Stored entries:

//! `log` backend that writes to the browser console.

use std::fmt;

use log::{Level, LevelFilter, Log, Metadata, Record};

struct ConsoleLogger;

static LOGGER: ConsoleLogger = ConsoleLogger;

impl Log for ConsoleLogger {
    fn enabled(&self, metadata: &Metadata) -> bool {
        metadata.level() <= log::max_level()
    }

    fn log(&self, record: &Record) {
        if !self.enabled(record.metadata()) {
            return;
        }
        let line = format_line(record.level(), record.target(), record.args());
        write_console(record.level(), &line);
    }

    fn flush(&self) {}
}

/// Installs the console logger. Later calls only adjust the level.
pub fn init(level: LevelFilter) {
    if log::set_logger(&LOGGER).is_err() {
        log::debug!("console logger already installed");
    }
    log::set_max_level(level);
}

/// Reads a level name such as `"debug"`, falling back to `Info`.
pub fn parse_level(name: Option<&str>) -> LevelFilter {
    name.and_then(|name| name.trim().parse().ok())
        .unwrap_or(LevelFilter::Info)
}

fn format_line(level: Level, target: &str, args: &fmt::Arguments) -> String {
    format!("[{level}] {target}: {args}")
}

#[cfg(target_arch = "wasm32")]
fn write_console(level: Level, line: &str) {
    use wasm_bindgen::JsValue;
    use web_sys::console;

    let value = JsValue::from_str(line);
    match level {
        Level::Error => console::error_1(&value),
        Level::Warn => console::warn_1(&value),
        Level::Info => console::info_1(&value),
        Level::Debug | Level::Trace => console::debug_1(&value),
    }
}

#[cfg(not(target_arch = "wasm32"))]
fn write_console(_: Level, line: &str) {
    eprintln!("{line}");
}
//! Two-line balancing for radar point labels.

/// Default label width used by the per-item radar.
pub const DEFAULT_MAX_CHARS_PER_LINE: usize = 18;

/// Extra characters the first line may take beyond half the label.
const FIRST_LINE_SLACK: usize = 5;

/// Splits a long label into at most two lines joined by `'\n'`.
///
/// Labels that fit in `max_chars_per_line` come back unchanged. A single
/// token is cut at its character midpoint, even inside a word. Otherwise
/// words are packed into the first line while it stays within
/// `len / 2 + 5` characters and the rest goes to the second line. When every
/// word fits on the first line the label is returned as is.
///
/// Lengths are counted in `char`s and words are separated by single spaces,
/// so runs of spaces yield empty words that collapse when the first line is
/// trimmed.
pub fn wrap_label(label: &str, max_chars_per_line: usize) -> String {
    let len = label.chars().count();
    if len <= max_chars_per_line {
        return label.to_string();
    }

    let words: Vec<&str> = label.split(' ').collect();
    if words.len() == 1 {
        let split_at = byte_offset(label, len / 2);
        return format!("{}\n{}", &label[..split_at], &label[split_at..]);
    }

    let budget = len / 2 + FIRST_LINE_SLACK;
    let mut first_line = String::new();
    let mut second_line = String::new();

    for (i, word) in words.iter().enumerate() {
        let candidate = format!("{first_line} {word}");
        let candidate = candidate.trim();
        if candidate.chars().count() <= budget {
            first_line = candidate.to_string();
        } else {
            second_line = words[i..].join(" ");
            break;
        }
    }

    if second_line.is_empty() {
        label.to_string()
    } else {
        format!("{first_line}\n{second_line}")
    }
}

fn byte_offset(text: &str, char_index: usize) -> usize {
    text.char_indices()
        .nth(char_index)
        .map(|(offset, _)| offset)
        .unwrap_or(text.len())
}

#[cfg(test)]
mod tests {
    use super::*;

    fn wrap(label: &str) -> String {
        wrap_label(label, DEFAULT_MAX_CHARS_PER_LINE)
    }

    #[test]
    fn short_labels_are_untouched() {
        assert_eq!(wrap("CEO"), "CEO");
        assert_eq!(wrap("Data Scientist"), "Data Scientist");
        // exactly at the limit
        assert_eq!(wrap("Platform Architect"), "Platform Architect");
    }

    #[test]
    fn multi_word_labels_split_near_the_middle() {
        assert_eq!(wrap("Senior Backend Engineer"), "Senior Backend\nEngineer");
        assert_eq!(
            wrap("Machine Learning Engineer"),
            "Machine Learning\nEngineer"
        );
        assert_eq!(
            wrap("Chief Technology Officer Lead"),
            "Chief Technology\nOfficer Lead"
        );
    }

    #[test]
    fn single_token_splits_at_character_midpoint() {
        assert_eq!(
            wrap("Supercalifragilisticexpialidocious"),
            "Supercalifragilis\nticexpialidocious"
        );
        // odd length: the second half gets the extra character
        assert_eq!(wrap("abcdefghijklmnopqrs"), "abcdefghi\njklmnopqrs");
    }

    #[test]
    fn oversized_first_word_leaves_first_line_empty() {
        assert_eq!(
            wrap("Supercalifragilistic expert"),
            "\nSupercalifragilistic expert"
        );
    }

    #[test]
    fn label_is_kept_when_every_word_fits_the_first_line() {
        let label = format!("Ops{}Lead", " ".repeat(17));
        assert_eq!(label.chars().count(), 24);
        assert_eq!(wrap(&label), label);
    }

    #[test]
    fn counts_characters_not_bytes() {
        assert_eq!(
            wrap("Développeuse Frontend Senior"),
            "Développeuse\nFrontend Senior"
        );

        let accented = "É".repeat(20);
        let half = "É".repeat(10);
        assert_eq!(wrap(&accented), format!("{half}\n{half}"));
    }

    #[test]
    fn custom_width_changes_the_threshold() {
        assert_eq!(wrap_label("Staff Engineer", 10), "Staff\nEngineer");
        assert_eq!(wrap_label("Senior Backend Engineer", 30), "Senior Backend Engineer");
    }
}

→ Your goal
The records above are to be returned exactly as they appear.

→ The completed task
//! `log` backend that writes to the browser console.

use std::fmt;

use log::{Level, LevelFilter, Log, Metadata, Record};

struct ConsoleLogger;

static LOGGER: ConsoleLogger = ConsoleLogger;

impl Log for ConsoleLogger {
    fn enabled(&self, metadata: &Metadata) -> bool {
        metadata.level() <= log::max_level()
    }

    fn log(&self, record: &Record) {
        if !self.enabled(record.metadata()) {
            return;
        }
        let line = format_line(record.level(), record.target(), record.args());
        write_console(record.level(), &line);
    }

    fn flush(&self) {}
}

/// Installs the console logger. Later calls only adjust the level.
pub fn init(level: LevelFilter) {
    if log::set_logger(&LOGGER).is_err() {
        log::debug!("console logger already installed");
    }
    log::set_max_level(level);
}

/// Reads a level name such as `"debug"`, falling back to `Info`.
pub fn parse_level(name: Option<&str>) -> LevelFilter {
    name.and_then(|name| name.trim().parse().ok())
        .unwrap_or(LevelFilter::Info)
}

fn format_line(level: Level, target: &str, args: &fmt::Arguments) -> String {
    format!("[{level}] {target}: {args}")
}

#[cfg(target_arch = "wasm32")]
fn write_console(level: Level, line: &str) {
    use wasm_bindgen::JsValue;
    use web_sys::console;

    let value = JsValue::from_str(line);
    match level {
        Level::Error => console::error_1(&value),
        Level::Warn => console::warn_1(&value),
        Level::Info => console::info_1(&value),
        Level::Debug | Level::Trace => console::debug_1(&value),
    }
}

#[cfg(not(target_arch = "wasm32"))]
fn write_console(_: Level, line: &str) {
    eprintln!("{line}");
}
//! Two-line balancing for radar point labels.

/// Default label width used by the per-item radar.
pub const DEFAULT_MAX_CHARS_PER_LINE: usize = 18;

/// Extra characters the first line may take beyond half the label.
const FIRST_LINE_SLACK: usize = 5;

/// Splits a long label into at most two lines joined by `'\n'`.
///
/// Labels that fit in `max_chars_per_line` come back unchanged. A single
/// token is cut at its character midpoint, even inside a word. Otherwise
/// words are packed into the first line while it stays within
/// `len / 2 + 5` characters and the rest goes to the second line. When every
/// word fits on the first line the label is returned as is.
///
/// Lengths are counted in `char`s and words are separated by single spaces,
/// so runs of spaces yield empty words that collapse when the first line is
/// trimmed.
pub fn wrap_label(label: &str, max_chars_per_line: usize) -> String {
    let len = label.chars().count();
    if len <= max_chars_per_line {
        return label.to_string();
    }

    let words: Vec<&str> = label.split(' ').collect();
    if words.len() == 1 {
        let split_at = byte_offset(label, len / 2);
        return format!("{}\n{}", &label[..split_at], &label[split_at..]);
    }

    let budget = len / 2 + FIRST_LINE_SLACK;
    let mut first_line = String::new();
    let mut second_line = String::new();

    for (i, word) in words.iter().enumerate() {
        let candidate = format!("{first_line} {word}");
        let candidate = candidate.trim();
        if candidate.chars().count() <= budget {
            first_line = candidate.to_string();
        } else {
            second_line = words[i..].join(" ");
            break;
        }
    }

    if second_line.is_empty() {
        label.to_string()
    } else {
        format!("{first_line}\n{second_line}")
    }
}

fn byte_offset(text: &str, char_index: usize) -> usize {
    text.char_indices()
        .nth(char_index)
        .map(|(offset, _)| offset)
        .unwrap_or(text.len())
}

#[cfg(test)]
mod tests {
    use super::*;

    fn wrap(label: &str) -> String {
        wrap_label(label, DEFAULT_MAX_CHARS_PER_LINE)
    }

    #[test]
    fn short_labels_are_untouched() {
        assert_eq!(wrap("CEO"), "CEO");
        assert_eq!(wrap("Data Scientist"), "Data Scientist");
        // exactly at the limit
        assert_eq!(wrap("Platform Architect"), "Platform Architect");
    }

    #[test]
    fn multi_word_labels_split_near_the_middle() {
        assert_eq!(wrap("Senior Backend Engineer"), "Senior Backend\nEngineer");
        assert_eq!(
            wrap("Machine Learning Engineer"),
            "Machine Learning\nEngineer"
        );
        assert_eq!(
            wrap("Chief Technology Officer Lead"),
            "Chief Technology\nOfficer Lead"
        );
    }

    #[test]
    fn single_token_splits_at_character_midpoint() {
        assert_eq!(
            wrap("Supercalifragilisticexpialidocious"),
            "Supercalifragilis\nticexpialidocious"
        );
        // odd length: the second half gets the extra character
        assert_eq!(wrap("abcdefghijklmnopqrs"), "abcdefghi\njklmnopqrs");
    }

    #[test]
    fn oversized_first_word_leaves_first_line_empty() {
        assert_eq!(
            wrap("Supercalifragilistic expert"),
            "\nSupercalifragilistic expert"
        );
    }

    #[test]
    fn label_is_kept_when_every_word_fits_the_first_line() {
        let label = format!("Ops{}Lead", " ".repeat(17));
        assert_eq!(label.chars().count(), 24);
        assert_eq!(wrap(&label), label);
    }

    #[test]
    fn counts_characters_not_bytes() {
        assert_eq!(
            wrap("Développeuse Frontend Senior"),
            "Développeuse\nFrontend Senior"
        );

        let accented = "É".repeat(20);
        let half = "É".repeat(10);
        assert_eq!(wrap(&accented), format!("{half}\n{half}"));
    }

    #[test]
    fn custom_width_changes_the_threshold() {
        assert_eq!(wrap_label("Staff Engineer", 10), "Staff\nEngineer");
        assert_eq!(wrap_label("Senior Backend Engineer", 30), "Senior Backend Engineer");
    }
}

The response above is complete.